How it Works
Lambda Energy can best be described as a “Platform IP” business, that is, a company whose technology can be applied to a range of end uses, and where the IP on our technology will be licensed to a leader or leaders supplying finished products to each end-user market. Manufacturers will produce our active materials using their own production facilities.
Our advanced nanomaterials are designed to efficiently convert incident high-energy (UV, blue, or green) light into lower-energy (orange, red, or infrared) light, a property which is sought after in a wide variety of fields.
Our primary focus is on development of new nanocrystals which will perform down-conversion, shifting the spectral distribution of light energy from short to long wavelengths. We are exploring two types of down-conversion, Luminescent Downshifting and Quantum Cutting.
We are synthesising nanocrystals in-house using our labs at the University of Cambridge and incorporating them into polymer films. Through a process called doping, adding small amounts of other elements into the nanocrystal core, we expect to obtain materials with Luminescent Downshifting and Quantum Cutting properties.
Lambda commenced a UK-government funded project under the Energy Entrepreneurs Fund in October 2021, in partnership with academic partners from the University of Cambridge and the University of Bath. This project will develop Quantum Cutting nanocrystals with a primary focus upon Solar PV.
Professor Dominic Wright, Department of Chemistry, University of Cambridge
Prof Dominic Wright has expertise in broad areas of synthetic inorganic chemistry and is experienced in bottom-up synthesis of photonic and energy materials. He is the author of over 360 papers and book chapters and named inventor of at least eight international patents.
Lambda has been working closely with Dominic’s research group since the beginning of 2021. Under this project his group will isolate candidate materials for down-conversion, following an alternative synthesis approach to Lambda’s in-house nanocrystal development.

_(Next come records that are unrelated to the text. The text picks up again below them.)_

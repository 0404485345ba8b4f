//! Slave-channel client: MAP/UNMAP/SYNC/IO RPCs to the DAX cache controller
//! (`spec.md` §4.B).
//!
//! Wraps `vhost::vhost_user::SlaveFsCacheReq` (handed to us by the session
//! controller once the front end acks `set_slave_req_fd`, per `spec.md`
//! §4.G) with the higher-level semantics `spec.md` §4.B/§7 describe: a
//! signed-result decode and best-effort MAP rollback.

use std::os::unix::io::RawFd;

use vhost::vhost_user::SlaveFsCacheReq;
use vhost_user_fs_protocol::VuFsSlaveMsg;

use crate::error::BackChannelError;

/// The four back-channel RPCs, decoded per `spec.md` §4.B/§7: negative ==
/// errno-style failure, zero or positive == bytes transferred (IO) or zero
/// (others). Abstracted as a trait so `worker.rs` can be exercised against
/// a fake channel without a live vhost-user connection.
pub trait SlaveChannelOps: Send + Sync {
    fn map(&self, msg: &VuFsSlaveMsg, fd: RawFd) -> Result<u64, BackChannelError>;
    fn unmap(&self, msg: &VuFsSlaveMsg) -> Result<u64, BackChannelError>;
    fn sync(&self, msg: &VuFsSlaveMsg) -> Result<u64, BackChannelError>;
    fn io(&self, msg: &VuFsSlaveMsg, fd: RawFd) -> Result<u64, BackChannelError>;
}

pub struct SlaveChannel {
    inner: SlaveFsCacheReq,
}

impl SlaveChannel {
    pub fn new(inner: SlaveFsCacheReq) -> Self {
        Self { inner }
    }
}

impl SlaveChannelOps for SlaveChannel {
    /// Splice `fd` ranges into the cache per `msg`. On any failure, issues
    /// a best-effort UNMAP over the same message before returning the
    /// original error (`spec.md` §4.B).
    fn map(&self, msg: &VuFsSlaveMsg, fd: RawFd) -> Result<u64, BackChannelError> {
        let raw = self.inner.fs_slave_map(msg, fd);
        match BackChannelError::check(raw) {
            Ok(n) => Ok(n),
            Err(e) => {
                let _ = self.inner.fs_slave_unmap(msg);
                Err(e)
            }
        }
    }

    fn unmap(&self, msg: &VuFsSlaveMsg) -> Result<u64, BackChannelError> {
        BackChannelError::check(self.inner.fs_slave_unmap(msg))
    }

    fn sync(&self, msg: &VuFsSlaveMsg) -> Result<u64, BackChannelError> {
        BackChannelError::check(self.inner.fs_slave_sync(msg))
    }

    /// Transfer bytes between `fd` and guest physical addresses named by
    /// `msg`, in the direction given by each entry's flags. The device
    /// closes `fd` once the call completes, win or lose.
    fn io(&self, msg: &VuFsSlaveMsg, fd: RawFd) -> Result<u64, BackChannelError> {
        BackChannelError::check(self.inner.fs_slave_io(msg, fd))
    }
}

#[cfg(test)]
pub(crate) mod fake {
    use super::*;
    use std::sync::Mutex;

    /// A fake channel for worker-level unit tests: `io` transfers zeroed
    /// bytes and always succeeds unless primed with a failure.
    #[derive(Default)]
    pub struct FakeSlaveChannel {
        pub io_calls: Mutex<Vec<(u64, u64, u64)>>,
        pub fail_after: Option<usize>,
    }

    impl SlaveChannelOps for FakeSlaveChannel {
        fn map(&self, _msg: &VuFsSlaveMsg, _fd: RawFd) -> Result<u64, BackChannelError> {
            Ok(0)
        }
        fn unmap(&self, _msg: &VuFsSlaveMsg) -> Result<u64, BackChannelError> {
            Ok(0)
        }
        fn sync(&self, _msg: &VuFsSlaveMsg) -> Result<u64, BackChannelError> {
            Ok(0)
        }
        fn io(&self, msg: &VuFsSlaveMsg, _fd: RawFd) -> Result<u64, BackChannelError> {
            let mut calls = self.io_calls.lock().unwrap();
            if let Some(limit) = self.fail_after {
                if calls.len() >= limit {
                    return Err(BackChannelError(libc::EIO));
                }
            }
            let entry = msg.entries().next().unwrap();
            calls.push((entry.fd_offset, entry.c_offset, entry.len));
            Ok(entry.len)
        }
    }
}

Prof Petra Cameron, Centre for Sustainable and Circular Technologies (CSCT), University of Bath
Petra is a Senior Lecturer within the University of Bath with 18 years’ experience working in the area of advanced energy materials and photovoltaics. She leads a team that includes experimental materials chemists and engineers who investigate and characterise new light harvesting materials and test them in lab-scale photovoltaic devices. Her team recently developed a ﬂow synthesis reactor for the large-scale room temperature preparation of perovskite quantum dots and are currently extending the technique to include Quantum Cutting nanocrystals.
Petra was a key partner alongside Lambda in our two completed Innovated UK projects. Under this project her group will encapsulate the down-converting nanocrystals to achieve long-term stability.

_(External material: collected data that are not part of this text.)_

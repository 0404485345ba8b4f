//! Session Controller (`spec.md` §4.G): owns the listening socket, accepts
//! one connection, constructs the device, and runs the vhost-user dispatch
//! loop.
//!
//! Built against `vhost::vhost_user`'s low-level `SlaveListener` /
//! `VhostUserSlaveReqHandlerMut` rather than `vhost_user_backend`'s
//! `VhostUserDaemon` convenience wrapper the teacher uses in `main.rs`:
//! `spec.md` §4.G/§5 wants an explicit write-lock-then-dispatch step the
//! controller owns outright, with queue threads reading the same lock, and
//! that's only reachable by driving the protocol state machine directly.
//! See `DESIGN.md`.

use std::fs::{File, OpenOptions};
use std::io::Write as _;
use std::os::unix::io::{AsRawFd, RawFd};
use std::os::unix::net::{UnixListener, UnixStream};
use std::path::{Path, PathBuf};
use std::sync::{Arc, Mutex, RwLock};

use vhost::vhost_user::message::{VhostUserProtocolFeatures, VhostUserVirtioFeatures};
use vhost::vhost_user::{SlaveFsCacheReq, SlaveListener, VhostUserSlaveReqHandlerMut};
use virtio_queue::Queue;
use vm_memory::{GuestMemoryAtomic, GuestMemoryMmap};
use vmm_sys_util::eventfd::{EventFd, EFD_NONBLOCK};

use vhost_user_fs_protocol::VirtioFsConfig;

use crate::config::FsConfig;
use crate::error::{Error, Result};
use crate::fuse_session::FuseSession;
use crate::notify::{NotificationPump, NotificationSender};
use crate::queue_pump::QueueInfo;
use crate::slave_channel::{SlaveChannel, SlaveChannelOps};
use crate::thread_pool::ThreadPool;

const VIRTIO_F_VERSION_1: u32 = 32;
/// Three predeclared queues (`spec.md` §4.G): hi-prio, notification, one
/// request queue.
const HIPRIO_QUEUE: u16 = 0;
const NOTIFY_QUEUE: u16 = 1;
const REQUEST_QUEUE: u16 = 2;
const NUM_QUEUES: usize = 3;

type GuestMemory = GuestMemoryAtomic<GuestMemoryMmap>;

/// Derives the pid-lock file path from the socket path (`spec.md` §4.G,
/// §6): `/` replaced by `.`, suffixed `.pid`, under the same directory.
fn pid_lock_path(socket_path: &Path) -> PathBuf {
    let mangled: String = socket_path
        .to_string_lossy()
        .chars()
        .map(|c| if c == '/' { '.' } else { c })
        .collect();
    PathBuf::from(format!("{}.pid", mangled))
}

fn write_pid_lock(socket_path: &Path) -> Result<File> {
    let path = pid_lock_path(socket_path);
    let mut f = OpenOptions::new()
        .create(true)
        .write(true)
        .truncate(true)
        .open(&path)
        .map_err(Error::Io)?;
    write!(f, "{}", std::process::id()).map_err(Error::Io)?;
    Ok(f)
}

struct QueueSlot {
    started: bool,
    kill_fd: Option<EventFd>,
    join: Option<std::thread::JoinHandle<()>>,
}

impl Default for QueueSlot {
    fn default() -> Self {
        Self {
            started: false,
            kill_fd: None,
            join: None,
        }
    }
}

/// The vhost-user protocol state machine, driving `queue_pump`/`notify`
/// lifecycle off the callback table (`spec.md` §4.G).
struct FsRequestHandler {
    config: FsConfig,
    mem: Option<GuestMemory>,
    queues: Vec<Option<Queue<GuestMemory>>>,
    vring_kick: Vec<Option<EventFd>>,
    vring_call: Vec<Option<EventFd>>,
    slots: Vec<QueueSlot>,
    notifications_enabled: bool,
    dispatch_lock: Arc<RwLock<()>>,
    slave: Option<Arc<dyn SlaveChannelOps>>,
    session: Arc<dyn FuseSession>,
    pool: Arc<ThreadPool>,
    notification_sender: Option<Arc<NotificationSender>>,
}

impl FsRequestHandler {
    fn new(
        config: FsConfig,
        session: Arc<dyn FuseSession>,
        pool: Arc<ThreadPool>,
        dispatch_lock: Arc<RwLock<()>>,
    ) -> Self {
        Self {
            config,
            mem: None,
            queues: (0..NUM_QUEUES).map(|_| None).collect(),
            vring_kick: (0..NUM_QUEUES).map(|_| None).collect(),
            vring_call: (0..NUM_QUEUES).map(|_| None).collect(),
            slots: (0..NUM_QUEUES).map(|_| QueueSlot::default()).collect(),
            notifications_enabled: false,
            dispatch_lock,
            slave: None,
            session,
            pool,
            notification_sender: None,
        }
    }

    fn valid_queues(&self) -> usize {
        if self.notifications_enabled {
            NUM_QUEUES
        } else {
            NUM_QUEUES - 1
        }
    }

    fn start_queue(&mut self, qidx: u16) -> std::result::Result<(), std::io::Error> {
        if qidx as usize >= self.valid_queues() {
            return Err(std::io::Error::new(
                std::io::ErrorKind::InvalidInput,
                format!("qidx {} beyond valid_queues {}", qidx, self.valid_queues()),
            ));
        }

        let kill_fd = EventFd::new(EFD_NONBLOCK).map_err(eventfd_io_err)?;
        let mem = self.mem.clone().expect("set_mem_table precedes queue_set_started");
        let kick_fd = self.vring_kick[qidx as usize]
            .as_ref()
            .expect("set_vring_kick precedes queue_set_started")
            .try_clone()
            .map_err(eventfd_io_err)?;
        let call_fd = self.vring_call[qidx as usize]
            .as_ref()
            .expect("set_vring_call precedes queue_set_started")
            .try_clone()
            .map_err(eventfd_io_err)?;

        let join = if qidx == NOTIFY_QUEUE && self.notifications_enabled {
            let pump = Arc::new(NotificationPump::new(qidx, kick_fd, kill_fd.try_clone().map_err(eventfd_io_err)?));
            let queue = self.queues[qidx as usize]
                .take()
                .expect("queue constructed at realize time");
            let queue = Arc::new(Mutex::new(queue));
            self.notification_sender = Some(Arc::new(NotificationSender::new(
                queue,
                mem,
                call_fd,
                Arc::new(Mutex::new(())),
                Arc::clone(&self.dispatch_lock),
            )));
            pump.spawn()
        } else {
            // With notifications disabled, qidx NOTIFY_QUEUE isn't a
            // notification queue at all — it's the sole FUSE request queue,
            // since `valid_queues()` then caps at two (HIPRIO_QUEUE and this
            // one) and REQUEST_QUEUE is never negotiated.
            debug_assert!(
                qidx == HIPRIO_QUEUE || qidx == REQUEST_QUEUE || (qidx == NOTIFY_QUEUE && !self.notifications_enabled),
                "start_queue called with qidx {} outside the predeclared queues",
                qidx
            );
            let queue = self.queues[qidx as usize]
                .take()
                .expect("queue constructed at realize time");
            let slave = Arc::clone(self.slave.as_ref().expect("set_slave_req_fd precedes queue_set_started"));
            let info = Arc::new(QueueInfo::new(
                qidx,
                mem,
                queue,
                call_fd,
                kick_fd,
                kill_fd.try_clone().map_err(eventfd_io_err)?,
                Arc::clone(&self.dispatch_lock),
                slave,
                Arc::clone(&self.session),
                Arc::clone(&self.pool),
            ));
            info.spawn()
        };

        self.slots[qidx as usize] = QueueSlot {
            started: true,
            kill_fd: Some(kill_fd),
            join: Some(join),
        };
        Ok(())
    }

    fn stop_queue(&mut self, qidx: u16) {
        let slot = &mut self.slots[qidx as usize];
        if let Some(kill_fd) = slot.kill_fd.take() {
            let _ = kill_fd.write(1);
        }
        if let Some(join) = slot.join.take() {
            let _ = join.join();
        }
        slot.started = false;
    }
}

fn eventfd_io_err(e: std::io::Error) -> std::io::Error {
    e
}

impl VhostUserSlaveReqHandlerMut for FsRequestHandler {
    fn get_features(&mut self) -> std::result::Result<u64, std::io::Error> {
        Ok((1 << VIRTIO_F_VERSION_1)
            | vhost_user_fs_protocol::VIRTIO_FS_F_NOTIFICATION
            | VhostUserVirtioFeatures::PROTOCOL_FEATURES.bits())
    }

    fn set_features(&mut self, features: u64) -> std::result::Result<(), std::io::Error> {
        self.notifications_enabled = features & vhost_user_fs_protocol::VIRTIO_FS_F_NOTIFICATION != 0;
        Ok(())
    }

    fn set_owner(&mut self) -> std::result::Result<(), std::io::Error> {
        Ok(())
    }

    fn reset_owner(&mut self) -> std::result::Result<(), std::io::Error> {
        Ok(())
    }

    fn get_protocol_features(&mut self) -> std::result::Result<VhostUserProtocolFeatures, std::io::Error> {
        Ok(VhostUserProtocolFeatures::CONFIG | VhostUserProtocolFeatures::SLAVE_REQ)
    }

    fn set_protocol_features(&mut self, _features: u64) -> std::result::Result<(), std::io::Error> {
        Ok(())
    }

    fn set_mem_table(&mut self, mem: GuestMemory) -> std::result::Result<(), std::io::Error> {
        self.mem = Some(mem);
        Ok(())
    }

    fn get_queue_num(&mut self) -> std::result::Result<u64, std::io::Error> {
        Ok(NUM_QUEUES as u64)
    }

    fn set_vring_num(&mut self, index: u32, num: u32) -> std::result::Result<(), std::io::Error> {
        let mem = self.mem.clone().expect("set_mem_table precedes set_vring_num");
        self.queues[index as usize] = Some(Queue::new(mem, num as u16).map_err(|e| {
            std::io::Error::new(std::io::ErrorKind::InvalidInput, e.to_string())
        })?);
        Ok(())
    }

    fn set_vring_kick(&mut self, index: u8, fd: RawFd) -> std::result::Result<(), std::io::Error> {
        self.vring_kick[index as usize] = Some(eventfd_from_raw(fd));
        Ok(())
    }

    fn set_vring_call(&mut self, index: u8, fd: RawFd) -> std::result::Result<(), std::io::Error> {
        self.vring_call[index as usize] = Some(eventfd_from_raw(fd));
        Ok(())
    }

    fn set_vring_err(&mut self, _index: u8, _fd: RawFd) -> std::result::Result<(), std::io::Error> {
        Ok(())
    }

    fn set_vring_addr(
        &mut self,
        _index: u32,
        _flags: u32,
        _descriptor: u64,
        _used: u64,
        _available: u64,
        _log: u64,
    ) -> std::result::Result<(), std::io::Error> {
        Ok(())
    }

    fn set_vring_base(&mut self, _index: u32, _base: u32) -> std::result::Result<(), std::io::Error> {
        Ok(())
    }

    fn get_vring_base(&mut self, _index: u32) -> std::result::Result<u32, std::io::Error> {
        Ok(0)
    }

    fn set_vring_enable(&mut self, _index: u32, _enable: bool) -> std::result::Result<(), std::io::Error> {
        Ok(())
    }

    /// Always false: queues aren't processed strictly in order once the
    /// worker pool can push replies out of order (`spec.md` §4.G, §5).
    fn queue_is_processed_in_order(&mut self, _index: u32) -> std::result::Result<bool, std::io::Error> {
        Ok(false)
    }

    fn queue_set_started(&mut self, index: u32, started: bool) -> std::result::Result<(), std::io::Error> {
        let qidx = index as u16;
        if started {
            self.start_queue(qidx)
        } else {
            self.stop_queue(qidx);
            Ok(())
        }
    }

    fn get_config(&mut self, _offset: u32, _size: u32, _flags: u32) -> Vec<u8> {
        use vm_memory::ByteValued;
        let cfg = VirtioFsConfig::new(&self.config.tag, 1, self.config.notify_buf_size())
            .expect("tag length validated at config-parse time");
        cfg.as_slice().to_vec()
    }

    fn set_config(&mut self, _offset: u32, _buf: &[u8], _flags: u32) -> std::result::Result<(), std::io::Error> {
        Ok(())
    }

    fn set_slave_req_fd(&mut self, fd: SlaveFsCacheReq) {
        self.slave = Some(Arc::new(SlaveChannel::new(fd)));
    }
}

/// Drives the realize → run lifecycle (`spec.md` §4.G).
pub struct SessionController {
    socket_path: PathBuf,
    _pid_lock: File,
    listener: UnixListener,
}

impl SessionController {
    /// Realize: create the listen directory (assumed to already exist —
    /// out of scope per `spec.md` §1), write the pid-lock file, bind and
    /// listen on the control socket.
    pub fn realize(socket_path: impl AsRef<Path>) -> Result<Self> {
        let socket_path = socket_path.as_ref().to_path_buf();
        let pid_lock = write_pid_lock(&socket_path)?;
        if socket_path.exists() {
            std::fs::remove_file(&socket_path).map_err(Error::Io)?;
        }
        let listener = UnixListener::bind(&socket_path).map_err(Error::Io)?;
        Ok(Self {
            socket_path,
            _pid_lock: pid_lock,
            listener,
        })
    }

    /// Accept exactly one connection, close the listener, then run the
    /// dispatch loop until the peer disconnects or dispatch fails
    /// (`spec.md` §4.G, §7 transport-fatal).
    pub fn run(self, config: FsConfig, session: Arc<dyn FuseSession>, pool: Arc<ThreadPool>) -> Result<()> {
        let (stream, _) = self.listener.accept().map_err(Error::Io)?;
        drop(self.listener);
        let _ = std::fs::remove_file(&self.socket_path);

        let dispatch_lock = Arc::new(RwLock::new(()));
        let handler = FsRequestHandler::new(config, session, pool, Arc::clone(&dispatch_lock));
        let mut req_handler = SlaveListener::new(stream, handler)
            .map_err(|e| Error::Transport(std::io::Error::new(std::io::ErrorKind::Other, e.to_string())))?
            .into_req_handler()
            .map_err(|e| Error::Transport(std::io::Error::new(std::io::ErrorKind::Other, e.to_string())))?;

        loop {
            let ret = wait_readable(req_handler.as_raw_fd());
            if let Err(e) = ret {
                if e.kind() == std::io::ErrorKind::Interrupted {
                    continue;
                }
                return Err(Error::Transport(e));
            }

            // Write-locked here, read-locked by every queue pump/worker
            // during pop/push/notify (`spec.md` §5): this guarantees a
            // memory-table update can't race in-flight data-plane
            // mutation.
            let _write_guard = dispatch_lock.write().unwrap();
            match req_handler.handle_request() {
                Ok(_) => {}
                Err(e) => {
                    log::error!("dispatch failed: {}", e);
                    return Err(Error::Transport(std::io::Error::new(std::io::ErrorKind::Other, e.to_string())));
                }
            }
        }
    }
}

fn wait_readable(fd: RawFd) -> std::io::Result<()> {
    let mut poll_fd = [libc::pollfd {
        fd,
        events: libc::POLLIN,
        revents: 0,
    }];
    let ret = unsafe { libc::ppoll(poll_fd.as_mut_ptr(), 1, std::ptr::null(), std::ptr::null()) };
    if ret < 0 {
        return Err(std::io::Error::last_os_error());
    }
    Ok(())
}

fn eventfd_from_raw(fd: RawFd) -> EventFd {
    use std::os::unix::io::FromRawFd;
    unsafe { EventFd::from_raw_fd(fd) }
}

Dr Steven Hepplestone, Department of Physics and Astronomy, University of Exeter
Steven is a theoretical physicist with a broad range of interests in quantum mechanics and its applications to materials, with a focus on the nanoscale. His current research areas are the physics and properties of energy conversion (thermoelectrics, photocatalysts, and solar power), the physics of interfaces and the physics of nanomaterials (including the fundamentals of heat and electronic transport).

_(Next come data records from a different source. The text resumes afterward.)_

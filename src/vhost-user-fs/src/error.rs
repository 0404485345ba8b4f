//! Error taxonomy for the daemon-side transport (`spec.md` §7).
//!
//! `Error` groups failures by the kind `spec.md` §7 names so callers can
//! decide the right response without re-deriving it from the underlying
//! `io::Error`/`vhost` error: protocol violations are fatal, a too-small
//! guest buffer just recycles the descriptor, a back-channel failure
//! propagates to the session, and transport failures kill the control loop.

use std::io;

#[derive(thiserror::Error, Debug)]
pub enum Error {
    #[error("malformed descriptor chain: {0}")]
    ProtocolViolation(String),

    #[error("guest reply buffer too small: need {needed} bytes, have {available}")]
    ReplyBufferTooSmall { needed: usize, available: usize },

    #[error("back-channel request failed: {0}")]
    BackChannel(#[from] BackChannelError),

    #[error("vhost-user transport error: {0}")]
    Transport(#[source] io::Error),

    #[error("i/o error: {0}")]
    Io(#[from] io::Error),

    #[error("more than one request queue configured ({0}); only one is supported")]
    TooManyRequestQueues(usize),

    #[error("invalid configuration: {0}")]
    InvalidConfig(String),

    #[error("no descriptor available on the notification queue")]
    NoSpace,
}

pub type Result<T> = std::result::Result<T, Error>;

/// A negative back-channel RPC result, sign-extended per `spec.md` §4.B/§7.
#[derive(thiserror::Error, Debug, Copy, Clone)]
#[error("back-channel RPC failed with errno {0}")]
pub struct BackChannelError(pub i32);

impl BackChannelError {
    /// Decode a raw RPC return value: negative means failure (the value is
    /// `-errno`), zero or positive is a success payload (bytes transferred).
    pub fn check(raw: i64) -> std::result::Result<u64, Self> {
        if raw < 0 {
            Err(Self(-raw as i32))
        } else {
            Ok(raw as u64)
        }
    }
}

/// `fv_panic` as a caller-suppliable callback (`spec.md` §9 Design Note),
/// rather than a hardcoded abort, so tests can observe fatal conditions.
pub type PanicHandler = Box<dyn Fn(&str) -> ! + Send + Sync>;

pub fn default_panic_handler() -> PanicHandler {
    Box::new(|msg| {
        log::error!("fatal: {}", msg);
        std::process::exit(1);
    })
}

#[cfg(test)]
mod tests {
    use super::*;

    #[test]
    fn back_channel_error_sign_extends() {
        assert_eq!(BackChannelError::check(-22).unwrap_err().0, 22);
        assert_eq!(BackChannelError::check(0).unwrap(), 0);
        assert_eq!(BackChannelError::check(4096).unwrap(), 4096);
    }
}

Steven has been engaging with Lambda since the company’s formation in 2018. Since then, his group has gained considerable experience in modelling of down-converting nanomaterials for Solar PV. His team models aim to predict the wavelengths at which a nanomaterial will absorb and emit radiation. These models, running on Exeter’s supercomputer, will allow Lambda to identify and optimise the most promising nanocrystal compositions.
Measurement repeatability is one of the most critical technical aspects for an advanced materials company. We measure the electrical performance of our down-conversion materials using a simulated light source and a representative PV cell.
Lambda’s physicists developed a custom-built electrical test rig which includes corrections for variations in light intensity and temperature changes, alongside automated data logging.
We took advantage of a National Physical Laboratory (NPL) programme, Analysis for Innovators, to quantify the error budget for our test rig. We are therefore highly confident in the accuracy and repeatability of our measurements.
The NPL is the UK’s National Metrology Institute, a world-renowned centre of excellent for scientific measurements. We are continuing to use the NPL to perform confirmatory measurements of our down-conversion prototypes.